» The task
Search the entries below for the word "Layer" and copy every line where it appears.

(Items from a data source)
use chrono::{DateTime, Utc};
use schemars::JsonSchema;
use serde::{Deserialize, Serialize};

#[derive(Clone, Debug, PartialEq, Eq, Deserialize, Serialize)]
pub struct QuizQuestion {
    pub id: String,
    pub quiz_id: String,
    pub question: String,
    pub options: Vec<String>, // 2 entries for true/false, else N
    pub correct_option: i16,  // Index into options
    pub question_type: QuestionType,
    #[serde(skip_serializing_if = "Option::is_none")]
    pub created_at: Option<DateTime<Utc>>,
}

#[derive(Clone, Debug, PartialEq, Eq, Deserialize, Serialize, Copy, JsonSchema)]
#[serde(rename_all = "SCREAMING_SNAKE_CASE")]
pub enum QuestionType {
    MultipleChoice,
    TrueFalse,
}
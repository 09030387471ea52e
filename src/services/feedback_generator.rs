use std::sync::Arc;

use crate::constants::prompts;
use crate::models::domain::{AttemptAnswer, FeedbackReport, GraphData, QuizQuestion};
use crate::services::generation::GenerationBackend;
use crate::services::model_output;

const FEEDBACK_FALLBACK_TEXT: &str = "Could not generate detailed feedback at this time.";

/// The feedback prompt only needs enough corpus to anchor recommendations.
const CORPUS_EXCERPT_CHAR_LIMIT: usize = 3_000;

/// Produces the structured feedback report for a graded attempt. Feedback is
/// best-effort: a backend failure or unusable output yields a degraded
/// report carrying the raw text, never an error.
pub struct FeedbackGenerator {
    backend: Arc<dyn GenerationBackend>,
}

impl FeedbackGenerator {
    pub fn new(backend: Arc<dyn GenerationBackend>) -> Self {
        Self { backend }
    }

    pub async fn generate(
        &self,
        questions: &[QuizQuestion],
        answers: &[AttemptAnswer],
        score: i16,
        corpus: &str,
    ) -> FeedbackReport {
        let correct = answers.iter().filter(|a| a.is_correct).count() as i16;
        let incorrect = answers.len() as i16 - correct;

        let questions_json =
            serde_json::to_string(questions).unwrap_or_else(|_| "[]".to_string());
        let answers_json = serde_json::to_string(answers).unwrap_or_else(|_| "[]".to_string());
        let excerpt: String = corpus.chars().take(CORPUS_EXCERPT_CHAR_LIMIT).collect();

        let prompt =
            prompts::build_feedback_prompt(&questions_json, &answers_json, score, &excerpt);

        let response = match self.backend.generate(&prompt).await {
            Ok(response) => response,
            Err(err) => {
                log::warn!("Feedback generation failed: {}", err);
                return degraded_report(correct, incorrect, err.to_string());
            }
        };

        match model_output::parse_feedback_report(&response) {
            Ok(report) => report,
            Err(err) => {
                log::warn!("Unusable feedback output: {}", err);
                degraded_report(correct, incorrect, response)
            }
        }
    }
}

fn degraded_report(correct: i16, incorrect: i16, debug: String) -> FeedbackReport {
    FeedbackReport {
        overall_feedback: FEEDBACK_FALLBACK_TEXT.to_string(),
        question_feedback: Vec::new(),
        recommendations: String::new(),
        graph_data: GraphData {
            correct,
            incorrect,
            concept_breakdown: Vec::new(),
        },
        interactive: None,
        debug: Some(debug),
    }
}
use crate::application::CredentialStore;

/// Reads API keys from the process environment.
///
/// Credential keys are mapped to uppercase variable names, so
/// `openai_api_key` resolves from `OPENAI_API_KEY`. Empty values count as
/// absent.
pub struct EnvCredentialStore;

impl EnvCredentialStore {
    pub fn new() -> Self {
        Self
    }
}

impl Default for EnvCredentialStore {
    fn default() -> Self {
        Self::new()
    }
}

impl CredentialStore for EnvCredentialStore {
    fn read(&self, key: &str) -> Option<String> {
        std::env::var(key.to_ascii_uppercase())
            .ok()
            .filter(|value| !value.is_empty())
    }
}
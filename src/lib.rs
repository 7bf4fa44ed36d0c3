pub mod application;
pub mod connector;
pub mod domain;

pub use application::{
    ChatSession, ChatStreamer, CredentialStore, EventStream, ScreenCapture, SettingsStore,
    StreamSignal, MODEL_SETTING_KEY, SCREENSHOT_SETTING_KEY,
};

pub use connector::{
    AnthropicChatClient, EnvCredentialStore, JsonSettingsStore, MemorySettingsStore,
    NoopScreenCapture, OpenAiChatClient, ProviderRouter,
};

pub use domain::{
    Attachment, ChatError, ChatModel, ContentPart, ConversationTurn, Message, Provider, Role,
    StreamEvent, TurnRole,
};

...

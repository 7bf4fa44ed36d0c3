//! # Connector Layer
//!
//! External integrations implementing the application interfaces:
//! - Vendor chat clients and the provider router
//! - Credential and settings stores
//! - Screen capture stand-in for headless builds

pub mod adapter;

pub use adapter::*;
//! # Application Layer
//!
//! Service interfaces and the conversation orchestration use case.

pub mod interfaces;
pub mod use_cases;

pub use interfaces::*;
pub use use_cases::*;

» Task response
//! # Connector Layer
//! # Application Layer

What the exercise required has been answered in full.